Please note that 1 pixel is equal to 1 unity unit - this is unrelated to scalar fields; it just feels better to me.

In this post, I'd like to outline how I coded my scalar fields for a systemic game prototype.

First, you'll need to know about systemic games - for that, I highly recommend you watch this video by Mark Brown: https://www.youtube.com/watch?v=SnpAAX9CkIc

Now that you're caught up, lets begin with the core concepts:

What is a scalar field?

In physics, there are a number of “fields” which overlap and interact with each other, existing at every point in the universe - one for every type of particle.

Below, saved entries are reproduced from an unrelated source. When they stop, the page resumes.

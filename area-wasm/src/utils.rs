use area_core::{ImageBounds, ScreenPos};
use wasm_bindgen::{JsCast, JsValue};
use web_sys::{Document, Element, HtmlElement, HtmlInputElement, HtmlSelectElement, MouseEvent};

/// Prefix a relative path with `window.__BASE_URL` when the host page sets
/// one. Without it the path stays relative to the current page.
pub fn asset_url(path: &str) -> String {
    let p = path.trim();
    if p.starts_with("http://") || p.starts_with("https://") || p.starts_with("data:") {
        return p.to_string();
    }
    let Some(base) = window_string("__BASE_URL") else {
        return p.to_string();
    };
    let base = if base.ends_with('/') {
        base
    } else {
        format!("{}/", base)
    };
    format!("{}{}", base, p.trim_start_matches('/'))
}

/// Read a string global the host page may have set on `window`.
pub fn window_string(key: &str) -> Option<String> {
    let w = web_sys::window()?;
    js_sys::Reflect::get(&w, &JsValue::from_str(key))
        .ok()?
        .as_string()
}

pub fn html_element(document: &Document, id: &str) -> Option<HtmlElement> {
    document.get_element_by_id(id)?.dyn_into().ok()
}

/// Current value of an input or select, `None` if the element is missing.
pub fn field_value(document: &Document, id: &str) -> Option<String> {
    let el = document.get_element_by_id(id)?;
    if let Some(sel) = el.dyn_ref::<HtmlSelectElement>() {
        return Some(sel.value());
    }
    el.dyn_ref::<HtmlInputElement>().map(|i| i.value())
}

pub fn set_field_value(document: &Document, id: &str, value: &str) {
    if let Some(input) = document
        .get_element_by_id(id)
        .and_then(|el| el.dyn_into::<HtmlInputElement>().ok())
    {
        input.set_value(value);
    }
}

pub fn element_text(document: &Document, id: &str) -> Option<String> {
    document.get_element_by_id(id)?.text_content()
}

pub fn set_text(document: &Document, id: &str, text: &str) {
    if let Some(el) = document.get_element_by_id(id) {
        el.set_text_content(Some(text));
    }
}

pub fn set_visible(document: &Document, id: &str, visible: bool) {
    if let Some(el) = html_element(document, id) {
        let display = if visible { "" } else { "none" };
        if let Err(e) = el.style().set_property("display", display) {
            log::warn!("#{} display not set: {:?}", id, e);
        }
    }
}

pub fn remove_element(document: &Document, id: &str) {
    if let Some(el) = document.get_element_by_id(id) {
        el.remove();
    }
}

/// Position an element absolutely inside its container.
pub fn place_absolute(el: &HtmlElement, pos: ScreenPos) -> Result<(), JsValue> {
    let style = el.style();
    style.set_property("position", "absolute")?;
    style.set_property("left", &format!("{}px", pos.left))?;
    style.set_property("top", &format!("{}px", pos.top))?;
    Ok(())
}

/// Rendered size of an element.
pub fn element_bounds(el: &Element) -> ImageBounds {
    let rect = el.get_bounding_client_rect();
    ImageBounds::new(rect.width(), rect.height())
}

/// Pointer position relative to the element's top-left corner.
pub fn event_coords(e: &MouseEvent, el: &Element) -> (f64, f64) {
    let rect = el.get_bounding_client_rect();
    (
        e.client_x() as f64 - rect.left(),
        e.client_y() as f64 - rect.top(),
    )
}

/// Offset of `el` inside `container`, used to position overlays that are
/// appended to the container.
pub fn origin_within(el: &Element, container: &Element) -> ScreenPos {
    let a = el.get_bounding_client_rect();
    let b = container.get_bounding_client_rect();
    ScreenPos::new(a.left() - b.left(), a.top() - b.top())
}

This was my inspiration for scalar fields.

Scalar fields are two-dimensional grids of GameObjects that stretch across the (currently tiny) 2D game world. Each “cell” in the field's grid has a floating point value which can be interpreted by the game - however the value of each cell is affected by it's neighboring cells - automatically creating a sort of circus-tent shape of values surrounding sources of high-values. You can see in the gif above that the fire and torches create circular areas of light - this lighter area is caused by a higher value in the light field.

I've dubbed objects that set a specific value in the field “emitters” and objects that react to a field “receptors”. Fields, cells, emitters and receptors are all that's needed for the above example. Let's dig into some code:

using System.Collections;
using System.Collections.Generic;
using UnityEngine;

public class ScalarField<T> : MonoBehaviour {
	public Dictionary<(int, int), ScalarCell<T>> cells = new Dictionary<(int, int), ScalarCell<T>>();

	public float cellWidth = 32f;
	public float cellHeight = 32f;

	//the prefabs
	[SerializeField]
	GameObject cellPrefab = null;

	public virtual void Start() {
		SpawnCells(-5, -5, 5, 5);
	}

	public virtual void SpawnCells(int xLower, int yLower, int xUpper, int yUpper) {
		for (int i = xLower; i < xUpper; i++) {
			for (int j = yLower; j < yUpper; j++) {
				//spawn if it doesn't exist
				if (!cells.ContainsKey((i, j))) {
					GameObject go = Instantiate(cellPrefab, new Vector3(i * cellWidth, j * cellHeight, 0f), Quaternion.identity, transform);
					cells[(i, j)] = go.GetComponent<ScalarCell<T>>();

					//initialize the cell
					cells[(i, j)].position = new Vector2Int(i, j);
				}
			}
		}
	}
}

Firstly, you'll notice that "ScalarField" is a generic type. This is what allows me to re-use the same code in different systems - more on that later.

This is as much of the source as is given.